§ **Records for this exercise**
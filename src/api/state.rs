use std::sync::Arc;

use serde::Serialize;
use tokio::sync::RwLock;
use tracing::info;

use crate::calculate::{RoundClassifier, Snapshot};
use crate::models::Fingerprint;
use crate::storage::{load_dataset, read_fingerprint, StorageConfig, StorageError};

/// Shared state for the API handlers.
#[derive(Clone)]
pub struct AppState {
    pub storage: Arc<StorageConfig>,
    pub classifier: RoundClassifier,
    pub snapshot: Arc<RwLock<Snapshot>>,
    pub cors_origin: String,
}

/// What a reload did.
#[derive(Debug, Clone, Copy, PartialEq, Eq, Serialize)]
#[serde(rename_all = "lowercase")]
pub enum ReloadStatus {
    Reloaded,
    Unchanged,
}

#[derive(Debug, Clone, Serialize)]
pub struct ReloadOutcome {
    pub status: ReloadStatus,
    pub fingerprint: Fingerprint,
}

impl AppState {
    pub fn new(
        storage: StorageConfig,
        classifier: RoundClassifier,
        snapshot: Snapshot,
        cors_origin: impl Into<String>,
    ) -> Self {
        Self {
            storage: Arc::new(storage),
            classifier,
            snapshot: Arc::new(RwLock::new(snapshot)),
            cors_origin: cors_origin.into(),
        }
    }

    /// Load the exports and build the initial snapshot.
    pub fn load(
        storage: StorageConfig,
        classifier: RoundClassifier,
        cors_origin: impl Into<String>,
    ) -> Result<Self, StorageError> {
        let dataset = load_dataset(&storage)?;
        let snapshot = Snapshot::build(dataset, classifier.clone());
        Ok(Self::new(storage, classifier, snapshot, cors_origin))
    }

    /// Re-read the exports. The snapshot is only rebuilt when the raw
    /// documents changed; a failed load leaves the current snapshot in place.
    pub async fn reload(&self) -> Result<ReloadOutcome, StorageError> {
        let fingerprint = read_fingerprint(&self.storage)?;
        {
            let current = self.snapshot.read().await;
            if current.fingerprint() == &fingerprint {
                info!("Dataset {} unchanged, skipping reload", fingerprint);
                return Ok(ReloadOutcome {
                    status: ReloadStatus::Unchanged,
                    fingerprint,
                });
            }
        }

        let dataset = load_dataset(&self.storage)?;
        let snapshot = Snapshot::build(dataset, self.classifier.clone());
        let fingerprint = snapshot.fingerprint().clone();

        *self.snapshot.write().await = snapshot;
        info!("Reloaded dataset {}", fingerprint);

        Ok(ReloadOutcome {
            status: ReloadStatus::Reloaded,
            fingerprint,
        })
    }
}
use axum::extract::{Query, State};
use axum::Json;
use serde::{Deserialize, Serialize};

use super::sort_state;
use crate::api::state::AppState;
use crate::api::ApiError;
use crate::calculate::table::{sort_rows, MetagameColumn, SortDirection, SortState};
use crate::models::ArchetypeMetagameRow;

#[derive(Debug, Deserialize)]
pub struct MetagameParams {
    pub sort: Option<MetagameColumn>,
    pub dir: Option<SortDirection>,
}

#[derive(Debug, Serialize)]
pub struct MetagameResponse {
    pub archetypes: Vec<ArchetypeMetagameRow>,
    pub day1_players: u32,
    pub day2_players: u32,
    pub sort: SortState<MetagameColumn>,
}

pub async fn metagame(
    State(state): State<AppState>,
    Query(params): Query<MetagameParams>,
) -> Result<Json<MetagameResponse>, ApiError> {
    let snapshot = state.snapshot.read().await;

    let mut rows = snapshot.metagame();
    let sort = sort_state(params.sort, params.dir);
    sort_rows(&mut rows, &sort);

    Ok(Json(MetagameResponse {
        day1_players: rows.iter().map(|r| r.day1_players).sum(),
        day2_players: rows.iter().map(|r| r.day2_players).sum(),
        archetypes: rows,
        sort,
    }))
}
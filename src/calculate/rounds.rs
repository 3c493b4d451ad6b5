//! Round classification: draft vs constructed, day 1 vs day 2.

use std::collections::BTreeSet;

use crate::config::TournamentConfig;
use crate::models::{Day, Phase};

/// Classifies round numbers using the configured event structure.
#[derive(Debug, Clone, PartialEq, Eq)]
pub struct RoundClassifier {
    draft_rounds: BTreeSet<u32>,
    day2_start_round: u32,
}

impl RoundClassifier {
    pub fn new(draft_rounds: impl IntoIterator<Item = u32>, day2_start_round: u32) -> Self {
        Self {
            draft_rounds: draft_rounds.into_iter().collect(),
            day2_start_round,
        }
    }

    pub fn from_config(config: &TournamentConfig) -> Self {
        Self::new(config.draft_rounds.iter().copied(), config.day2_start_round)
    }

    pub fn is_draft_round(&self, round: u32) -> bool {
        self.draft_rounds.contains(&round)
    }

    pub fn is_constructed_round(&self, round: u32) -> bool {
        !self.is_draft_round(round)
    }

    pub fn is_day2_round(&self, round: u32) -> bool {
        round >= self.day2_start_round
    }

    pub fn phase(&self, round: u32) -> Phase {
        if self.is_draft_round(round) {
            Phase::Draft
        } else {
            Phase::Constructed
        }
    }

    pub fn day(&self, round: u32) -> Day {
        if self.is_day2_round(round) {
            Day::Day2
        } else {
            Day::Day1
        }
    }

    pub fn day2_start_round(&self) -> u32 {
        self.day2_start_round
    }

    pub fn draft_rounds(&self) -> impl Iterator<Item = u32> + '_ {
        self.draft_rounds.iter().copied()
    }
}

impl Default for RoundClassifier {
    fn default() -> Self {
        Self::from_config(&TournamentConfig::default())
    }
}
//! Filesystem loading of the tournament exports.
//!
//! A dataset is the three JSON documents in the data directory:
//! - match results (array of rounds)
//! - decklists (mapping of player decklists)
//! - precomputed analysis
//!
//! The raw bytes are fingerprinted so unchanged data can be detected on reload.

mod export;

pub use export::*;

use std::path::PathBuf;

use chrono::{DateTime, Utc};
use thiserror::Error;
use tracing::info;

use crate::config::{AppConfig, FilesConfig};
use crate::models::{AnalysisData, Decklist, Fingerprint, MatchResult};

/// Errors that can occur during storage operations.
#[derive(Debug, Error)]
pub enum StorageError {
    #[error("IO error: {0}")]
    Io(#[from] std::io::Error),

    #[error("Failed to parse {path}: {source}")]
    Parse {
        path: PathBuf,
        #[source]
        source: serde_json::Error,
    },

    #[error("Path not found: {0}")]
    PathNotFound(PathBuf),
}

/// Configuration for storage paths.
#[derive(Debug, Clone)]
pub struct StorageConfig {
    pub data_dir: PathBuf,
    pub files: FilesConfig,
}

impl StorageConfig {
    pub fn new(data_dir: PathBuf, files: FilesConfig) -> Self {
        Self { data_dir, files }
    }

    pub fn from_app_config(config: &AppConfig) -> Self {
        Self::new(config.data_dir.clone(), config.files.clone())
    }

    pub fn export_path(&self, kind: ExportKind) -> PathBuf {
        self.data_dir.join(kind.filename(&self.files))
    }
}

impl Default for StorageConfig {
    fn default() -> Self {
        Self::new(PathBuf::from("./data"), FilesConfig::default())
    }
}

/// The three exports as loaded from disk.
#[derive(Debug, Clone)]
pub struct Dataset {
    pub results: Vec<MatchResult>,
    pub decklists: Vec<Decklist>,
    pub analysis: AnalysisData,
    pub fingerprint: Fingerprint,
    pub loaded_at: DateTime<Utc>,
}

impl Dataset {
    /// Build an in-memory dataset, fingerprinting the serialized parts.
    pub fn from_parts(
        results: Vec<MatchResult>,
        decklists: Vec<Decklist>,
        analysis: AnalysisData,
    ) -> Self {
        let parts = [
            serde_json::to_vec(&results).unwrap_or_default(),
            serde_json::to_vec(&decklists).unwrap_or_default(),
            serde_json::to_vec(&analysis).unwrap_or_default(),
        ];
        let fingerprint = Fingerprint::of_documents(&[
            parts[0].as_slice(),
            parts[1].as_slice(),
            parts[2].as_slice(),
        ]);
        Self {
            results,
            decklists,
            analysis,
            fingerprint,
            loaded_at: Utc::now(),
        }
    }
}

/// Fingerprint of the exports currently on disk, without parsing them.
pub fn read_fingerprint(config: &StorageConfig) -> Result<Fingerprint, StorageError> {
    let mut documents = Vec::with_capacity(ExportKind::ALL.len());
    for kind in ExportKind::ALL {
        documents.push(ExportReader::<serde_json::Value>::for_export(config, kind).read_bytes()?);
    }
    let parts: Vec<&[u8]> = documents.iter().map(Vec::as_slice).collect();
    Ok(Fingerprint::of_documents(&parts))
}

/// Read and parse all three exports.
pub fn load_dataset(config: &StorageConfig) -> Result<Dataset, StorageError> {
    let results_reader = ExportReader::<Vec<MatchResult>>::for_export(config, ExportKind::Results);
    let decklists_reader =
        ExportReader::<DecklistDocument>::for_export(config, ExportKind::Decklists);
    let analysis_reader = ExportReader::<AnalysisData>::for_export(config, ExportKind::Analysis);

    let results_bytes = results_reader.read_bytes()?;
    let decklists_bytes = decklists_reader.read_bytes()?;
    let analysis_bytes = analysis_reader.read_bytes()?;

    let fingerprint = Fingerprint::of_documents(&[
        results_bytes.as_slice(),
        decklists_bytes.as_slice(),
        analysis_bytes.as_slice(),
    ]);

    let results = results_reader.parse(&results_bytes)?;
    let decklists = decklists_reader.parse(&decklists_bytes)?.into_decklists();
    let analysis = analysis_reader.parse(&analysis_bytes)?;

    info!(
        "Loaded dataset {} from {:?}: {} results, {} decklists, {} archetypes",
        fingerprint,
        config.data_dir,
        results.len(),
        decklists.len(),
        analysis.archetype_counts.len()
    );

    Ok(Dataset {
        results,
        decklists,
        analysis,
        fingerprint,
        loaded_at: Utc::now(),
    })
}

* * *

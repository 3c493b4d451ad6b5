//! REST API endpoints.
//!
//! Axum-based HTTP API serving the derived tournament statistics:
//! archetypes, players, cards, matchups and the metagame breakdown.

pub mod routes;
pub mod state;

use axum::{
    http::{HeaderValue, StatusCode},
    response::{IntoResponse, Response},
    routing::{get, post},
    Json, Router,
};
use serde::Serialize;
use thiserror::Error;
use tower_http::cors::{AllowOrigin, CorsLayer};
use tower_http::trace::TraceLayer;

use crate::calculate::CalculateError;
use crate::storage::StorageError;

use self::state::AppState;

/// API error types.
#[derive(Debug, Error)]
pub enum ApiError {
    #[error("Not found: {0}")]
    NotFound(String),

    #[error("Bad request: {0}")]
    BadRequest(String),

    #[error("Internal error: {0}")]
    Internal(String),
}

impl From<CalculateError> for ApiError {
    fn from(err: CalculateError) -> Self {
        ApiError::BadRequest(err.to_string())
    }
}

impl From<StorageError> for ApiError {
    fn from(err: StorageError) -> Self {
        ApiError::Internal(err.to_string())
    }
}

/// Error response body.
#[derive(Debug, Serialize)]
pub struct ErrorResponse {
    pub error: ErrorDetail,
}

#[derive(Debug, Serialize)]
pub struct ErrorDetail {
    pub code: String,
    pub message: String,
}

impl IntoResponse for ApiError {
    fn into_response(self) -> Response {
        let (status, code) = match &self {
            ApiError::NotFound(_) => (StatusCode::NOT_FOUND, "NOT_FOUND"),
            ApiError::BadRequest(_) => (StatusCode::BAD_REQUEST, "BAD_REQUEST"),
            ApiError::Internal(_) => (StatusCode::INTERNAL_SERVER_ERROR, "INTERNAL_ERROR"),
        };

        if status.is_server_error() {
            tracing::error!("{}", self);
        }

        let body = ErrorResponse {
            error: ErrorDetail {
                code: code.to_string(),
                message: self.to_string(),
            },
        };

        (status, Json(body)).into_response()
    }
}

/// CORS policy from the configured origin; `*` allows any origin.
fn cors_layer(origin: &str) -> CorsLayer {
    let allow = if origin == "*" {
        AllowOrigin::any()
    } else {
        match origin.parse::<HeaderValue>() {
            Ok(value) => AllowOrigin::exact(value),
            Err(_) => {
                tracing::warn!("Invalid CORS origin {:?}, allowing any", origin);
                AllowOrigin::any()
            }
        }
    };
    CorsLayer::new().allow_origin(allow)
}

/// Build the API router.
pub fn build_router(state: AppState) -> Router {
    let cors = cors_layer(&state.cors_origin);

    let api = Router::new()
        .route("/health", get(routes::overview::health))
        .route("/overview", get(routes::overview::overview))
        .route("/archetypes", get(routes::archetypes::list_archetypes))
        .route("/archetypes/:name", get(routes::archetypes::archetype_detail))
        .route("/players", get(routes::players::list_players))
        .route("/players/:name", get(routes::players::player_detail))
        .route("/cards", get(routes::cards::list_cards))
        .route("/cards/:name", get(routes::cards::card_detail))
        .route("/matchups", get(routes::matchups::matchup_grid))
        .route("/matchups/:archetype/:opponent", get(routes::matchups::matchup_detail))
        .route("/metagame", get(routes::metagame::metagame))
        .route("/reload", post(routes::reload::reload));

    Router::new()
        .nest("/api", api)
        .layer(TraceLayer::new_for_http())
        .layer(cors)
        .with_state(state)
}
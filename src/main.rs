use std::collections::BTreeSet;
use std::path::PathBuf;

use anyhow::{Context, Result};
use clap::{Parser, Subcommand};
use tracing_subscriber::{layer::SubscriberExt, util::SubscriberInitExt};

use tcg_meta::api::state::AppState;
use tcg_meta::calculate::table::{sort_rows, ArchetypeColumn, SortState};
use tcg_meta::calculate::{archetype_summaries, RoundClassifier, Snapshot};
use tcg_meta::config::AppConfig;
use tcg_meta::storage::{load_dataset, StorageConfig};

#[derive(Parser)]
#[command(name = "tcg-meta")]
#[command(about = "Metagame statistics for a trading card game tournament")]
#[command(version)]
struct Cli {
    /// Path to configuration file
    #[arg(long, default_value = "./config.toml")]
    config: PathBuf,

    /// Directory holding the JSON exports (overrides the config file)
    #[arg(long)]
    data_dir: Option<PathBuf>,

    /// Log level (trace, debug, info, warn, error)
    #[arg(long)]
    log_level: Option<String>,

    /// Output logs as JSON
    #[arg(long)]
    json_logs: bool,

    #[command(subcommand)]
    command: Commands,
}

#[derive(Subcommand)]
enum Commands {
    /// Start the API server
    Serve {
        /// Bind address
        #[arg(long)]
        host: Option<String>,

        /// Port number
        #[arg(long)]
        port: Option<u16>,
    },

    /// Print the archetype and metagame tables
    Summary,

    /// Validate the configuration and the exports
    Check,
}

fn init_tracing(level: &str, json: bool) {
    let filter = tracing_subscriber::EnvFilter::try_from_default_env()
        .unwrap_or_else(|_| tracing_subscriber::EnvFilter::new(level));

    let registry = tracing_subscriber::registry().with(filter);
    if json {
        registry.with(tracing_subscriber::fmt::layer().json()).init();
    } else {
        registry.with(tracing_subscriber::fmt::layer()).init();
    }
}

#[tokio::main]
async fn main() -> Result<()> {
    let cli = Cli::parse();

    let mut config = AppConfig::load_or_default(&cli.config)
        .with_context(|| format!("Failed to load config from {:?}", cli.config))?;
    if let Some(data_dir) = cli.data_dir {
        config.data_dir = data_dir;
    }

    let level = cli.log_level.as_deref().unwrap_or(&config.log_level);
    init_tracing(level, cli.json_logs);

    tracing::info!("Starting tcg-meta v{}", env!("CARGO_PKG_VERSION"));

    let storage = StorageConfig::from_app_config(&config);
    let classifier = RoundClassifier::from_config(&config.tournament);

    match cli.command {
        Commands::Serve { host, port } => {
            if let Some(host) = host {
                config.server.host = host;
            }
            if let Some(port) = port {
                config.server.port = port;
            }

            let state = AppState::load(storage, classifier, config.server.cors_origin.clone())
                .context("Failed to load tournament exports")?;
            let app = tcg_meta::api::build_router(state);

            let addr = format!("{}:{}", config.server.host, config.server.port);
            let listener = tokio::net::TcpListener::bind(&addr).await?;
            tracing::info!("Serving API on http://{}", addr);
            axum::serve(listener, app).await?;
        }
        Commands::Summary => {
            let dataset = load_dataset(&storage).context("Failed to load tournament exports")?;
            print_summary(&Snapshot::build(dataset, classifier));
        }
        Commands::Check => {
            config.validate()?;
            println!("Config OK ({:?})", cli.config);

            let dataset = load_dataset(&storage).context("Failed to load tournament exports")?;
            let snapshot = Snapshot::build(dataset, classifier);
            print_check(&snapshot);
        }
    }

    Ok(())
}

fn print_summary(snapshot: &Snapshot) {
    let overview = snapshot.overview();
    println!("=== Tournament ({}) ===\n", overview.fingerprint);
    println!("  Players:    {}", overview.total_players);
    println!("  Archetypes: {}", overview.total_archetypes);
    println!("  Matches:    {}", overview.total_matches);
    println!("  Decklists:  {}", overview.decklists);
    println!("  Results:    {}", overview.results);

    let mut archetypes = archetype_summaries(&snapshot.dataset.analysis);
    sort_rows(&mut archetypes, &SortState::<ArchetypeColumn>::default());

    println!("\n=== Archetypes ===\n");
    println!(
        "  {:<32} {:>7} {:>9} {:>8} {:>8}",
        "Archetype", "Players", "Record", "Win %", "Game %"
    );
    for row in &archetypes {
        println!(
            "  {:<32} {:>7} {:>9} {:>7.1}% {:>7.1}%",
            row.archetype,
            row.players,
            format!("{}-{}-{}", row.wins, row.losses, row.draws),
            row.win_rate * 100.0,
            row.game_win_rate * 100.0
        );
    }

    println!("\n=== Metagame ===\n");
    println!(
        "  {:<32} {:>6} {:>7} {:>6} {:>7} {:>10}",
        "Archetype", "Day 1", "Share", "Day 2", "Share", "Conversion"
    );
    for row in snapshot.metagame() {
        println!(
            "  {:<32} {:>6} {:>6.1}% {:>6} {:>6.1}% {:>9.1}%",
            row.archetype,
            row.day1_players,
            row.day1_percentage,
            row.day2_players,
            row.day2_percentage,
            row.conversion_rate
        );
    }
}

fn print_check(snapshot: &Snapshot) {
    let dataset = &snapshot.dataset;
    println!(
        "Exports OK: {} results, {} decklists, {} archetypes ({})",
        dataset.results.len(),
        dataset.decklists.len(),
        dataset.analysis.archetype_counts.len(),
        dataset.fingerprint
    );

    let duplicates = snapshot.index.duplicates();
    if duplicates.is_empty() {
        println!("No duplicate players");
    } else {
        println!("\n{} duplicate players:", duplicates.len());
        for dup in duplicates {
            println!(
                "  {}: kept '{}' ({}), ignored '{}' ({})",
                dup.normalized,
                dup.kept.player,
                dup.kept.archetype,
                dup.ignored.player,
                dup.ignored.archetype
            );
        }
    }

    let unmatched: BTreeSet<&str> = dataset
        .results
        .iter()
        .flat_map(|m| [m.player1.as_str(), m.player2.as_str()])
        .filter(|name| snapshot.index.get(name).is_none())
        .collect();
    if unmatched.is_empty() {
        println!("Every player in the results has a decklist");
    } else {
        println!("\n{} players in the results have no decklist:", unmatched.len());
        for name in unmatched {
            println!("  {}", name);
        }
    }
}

---

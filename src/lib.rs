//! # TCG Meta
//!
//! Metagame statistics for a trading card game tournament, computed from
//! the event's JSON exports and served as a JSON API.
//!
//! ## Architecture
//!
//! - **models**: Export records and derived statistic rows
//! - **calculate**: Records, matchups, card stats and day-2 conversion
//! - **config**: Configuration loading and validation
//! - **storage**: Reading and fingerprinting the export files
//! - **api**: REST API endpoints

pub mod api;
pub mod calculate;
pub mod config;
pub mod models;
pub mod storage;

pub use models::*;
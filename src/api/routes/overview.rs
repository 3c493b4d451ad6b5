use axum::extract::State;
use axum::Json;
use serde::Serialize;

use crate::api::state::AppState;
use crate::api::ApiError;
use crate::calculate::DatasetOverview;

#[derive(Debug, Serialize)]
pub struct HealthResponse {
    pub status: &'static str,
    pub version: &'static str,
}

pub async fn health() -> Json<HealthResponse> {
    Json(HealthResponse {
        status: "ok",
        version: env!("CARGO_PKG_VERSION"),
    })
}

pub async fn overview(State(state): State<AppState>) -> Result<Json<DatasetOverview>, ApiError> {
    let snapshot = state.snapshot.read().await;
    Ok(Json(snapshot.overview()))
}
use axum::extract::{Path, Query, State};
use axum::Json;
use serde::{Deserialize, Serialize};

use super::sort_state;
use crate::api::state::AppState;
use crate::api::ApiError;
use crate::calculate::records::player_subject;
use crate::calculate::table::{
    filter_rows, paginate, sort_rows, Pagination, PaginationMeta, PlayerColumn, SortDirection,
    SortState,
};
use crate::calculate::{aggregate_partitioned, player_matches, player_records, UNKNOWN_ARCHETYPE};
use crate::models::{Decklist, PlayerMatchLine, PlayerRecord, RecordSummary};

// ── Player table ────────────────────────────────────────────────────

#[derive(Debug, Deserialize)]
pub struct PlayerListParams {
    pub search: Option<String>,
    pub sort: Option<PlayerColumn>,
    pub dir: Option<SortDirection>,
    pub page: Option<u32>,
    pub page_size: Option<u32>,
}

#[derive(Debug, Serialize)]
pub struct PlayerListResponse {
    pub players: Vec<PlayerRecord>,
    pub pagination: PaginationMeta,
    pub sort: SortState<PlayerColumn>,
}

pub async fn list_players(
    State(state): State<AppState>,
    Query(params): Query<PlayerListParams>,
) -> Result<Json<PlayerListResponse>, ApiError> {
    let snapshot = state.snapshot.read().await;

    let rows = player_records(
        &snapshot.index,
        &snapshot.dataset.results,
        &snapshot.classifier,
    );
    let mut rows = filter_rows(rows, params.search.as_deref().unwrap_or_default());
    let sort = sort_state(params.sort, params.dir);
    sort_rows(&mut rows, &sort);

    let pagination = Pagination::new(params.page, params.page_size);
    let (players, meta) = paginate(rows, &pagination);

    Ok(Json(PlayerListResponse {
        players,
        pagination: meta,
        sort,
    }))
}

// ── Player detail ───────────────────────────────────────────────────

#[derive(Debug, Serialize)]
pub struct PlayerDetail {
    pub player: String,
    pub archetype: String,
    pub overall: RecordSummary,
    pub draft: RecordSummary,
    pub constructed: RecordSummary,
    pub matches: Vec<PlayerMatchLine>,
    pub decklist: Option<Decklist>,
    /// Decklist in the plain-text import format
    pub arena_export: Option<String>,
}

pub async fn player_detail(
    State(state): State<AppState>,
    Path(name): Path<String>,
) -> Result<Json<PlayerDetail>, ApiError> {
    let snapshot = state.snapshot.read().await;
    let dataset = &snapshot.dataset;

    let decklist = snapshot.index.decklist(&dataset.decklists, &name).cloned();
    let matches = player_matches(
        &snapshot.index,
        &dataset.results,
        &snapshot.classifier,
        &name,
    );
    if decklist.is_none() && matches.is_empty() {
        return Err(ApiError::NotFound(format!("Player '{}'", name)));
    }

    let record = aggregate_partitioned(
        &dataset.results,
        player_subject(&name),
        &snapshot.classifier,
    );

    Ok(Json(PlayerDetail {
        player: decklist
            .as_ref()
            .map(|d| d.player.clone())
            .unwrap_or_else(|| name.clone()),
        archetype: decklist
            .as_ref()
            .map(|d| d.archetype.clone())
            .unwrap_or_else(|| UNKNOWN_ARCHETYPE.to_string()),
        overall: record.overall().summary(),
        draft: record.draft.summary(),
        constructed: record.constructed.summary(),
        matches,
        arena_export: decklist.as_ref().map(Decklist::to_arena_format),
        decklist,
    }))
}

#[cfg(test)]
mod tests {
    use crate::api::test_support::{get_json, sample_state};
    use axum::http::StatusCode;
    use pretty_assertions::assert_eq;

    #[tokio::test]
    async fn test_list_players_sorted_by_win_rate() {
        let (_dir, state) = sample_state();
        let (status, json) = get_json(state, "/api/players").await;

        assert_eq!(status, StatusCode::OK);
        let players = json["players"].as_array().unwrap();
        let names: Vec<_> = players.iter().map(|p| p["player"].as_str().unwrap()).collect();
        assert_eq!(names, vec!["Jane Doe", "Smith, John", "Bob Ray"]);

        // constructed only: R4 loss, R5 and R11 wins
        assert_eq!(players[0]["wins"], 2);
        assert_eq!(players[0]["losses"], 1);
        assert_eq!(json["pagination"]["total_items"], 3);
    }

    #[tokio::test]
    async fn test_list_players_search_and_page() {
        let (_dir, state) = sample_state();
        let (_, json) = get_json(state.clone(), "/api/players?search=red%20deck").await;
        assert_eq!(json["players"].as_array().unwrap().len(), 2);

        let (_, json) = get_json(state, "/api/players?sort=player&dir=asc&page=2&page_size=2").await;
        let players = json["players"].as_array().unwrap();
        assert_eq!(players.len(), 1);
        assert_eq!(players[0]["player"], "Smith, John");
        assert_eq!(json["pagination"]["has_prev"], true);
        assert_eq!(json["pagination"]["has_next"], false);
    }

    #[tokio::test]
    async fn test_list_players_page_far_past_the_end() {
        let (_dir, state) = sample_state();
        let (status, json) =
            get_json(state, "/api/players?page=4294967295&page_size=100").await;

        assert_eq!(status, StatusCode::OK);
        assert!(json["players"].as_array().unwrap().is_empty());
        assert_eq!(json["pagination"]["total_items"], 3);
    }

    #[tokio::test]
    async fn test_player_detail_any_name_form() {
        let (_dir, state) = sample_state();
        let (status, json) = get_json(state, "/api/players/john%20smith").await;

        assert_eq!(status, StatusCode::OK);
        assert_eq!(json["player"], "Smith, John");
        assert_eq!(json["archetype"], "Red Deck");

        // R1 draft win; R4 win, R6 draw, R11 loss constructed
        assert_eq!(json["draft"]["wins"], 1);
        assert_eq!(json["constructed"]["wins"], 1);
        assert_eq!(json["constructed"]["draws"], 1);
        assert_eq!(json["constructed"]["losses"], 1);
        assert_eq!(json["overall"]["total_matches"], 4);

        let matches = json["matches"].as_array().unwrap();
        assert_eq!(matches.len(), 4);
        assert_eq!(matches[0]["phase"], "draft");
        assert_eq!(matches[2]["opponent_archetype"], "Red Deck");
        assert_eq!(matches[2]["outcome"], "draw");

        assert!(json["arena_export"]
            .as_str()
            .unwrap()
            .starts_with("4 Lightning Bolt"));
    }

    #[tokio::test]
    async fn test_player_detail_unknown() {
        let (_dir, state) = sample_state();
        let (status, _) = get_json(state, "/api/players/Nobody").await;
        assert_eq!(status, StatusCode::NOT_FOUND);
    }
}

§ **Problem requirements**
When you reach the line holding "filename src/api/state.rs" in the records above, begin reproducing exactly, stop after the line holding "snapshot in place.", and output nothing else.

§ **Answer box**
filename src/api/state.rs
use std::sync::Arc;

use serde::Serialize;
use tokio::sync::RwLock;
use tracing::info;

use crate::calculate::{RoundClassifier, Snapshot};
use crate::models::Fingerprint;
use crate::storage::{load_dataset, read_fingerprint, StorageConfig, StorageError};

/// Shared state for the API handlers.
#[derive(Clone)]
pub struct AppState {
    pub storage: Arc<StorageConfig>,
    pub classifier: RoundClassifier,
    pub snapshot: Arc<RwLock<Snapshot>>,
    pub cors_origin: String,
}

/// What a reload did.
#[derive(Debug, Clone, Copy, PartialEq, Eq, Serialize)]
#[serde(rename_all = "lowercase")]
pub enum ReloadStatus {
    Reloaded,
    Unchanged,
}

#[derive(Debug, Clone, Serialize)]
pub struct ReloadOutcome {
    pub status: ReloadStatus,
    pub fingerprint: Fingerprint,
}

impl AppState {
    pub fn new(
        storage: StorageConfig,
        classifier: RoundClassifier,
        snapshot: Snapshot,
        cors_origin: impl Into<String>,
    ) -> Self {
        Self {
            storage: Arc::new(storage),
            classifier,
            snapshot: Arc::new(RwLock::new(snapshot)),
            cors_origin: cors_origin.into(),
        }
    }

    /// Load the exports and build the initial snapshot.
    pub fn load(
        storage: StorageConfig,
        classifier: RoundClassifier,
        cors_origin: impl Into<String>,
    ) -> Result<Self, StorageError> {
        let dataset = load_dataset(&storage)?;
        let snapshot = Snapshot::build(dataset, classifier.clone());
        Ok(Self::new(storage, classifier, snapshot, cors_origin))
    }

    /// Re-read the exports. The snapshot is only rebuilt when the raw
    /// documents changed; a failed load leaves the current snapshot in place.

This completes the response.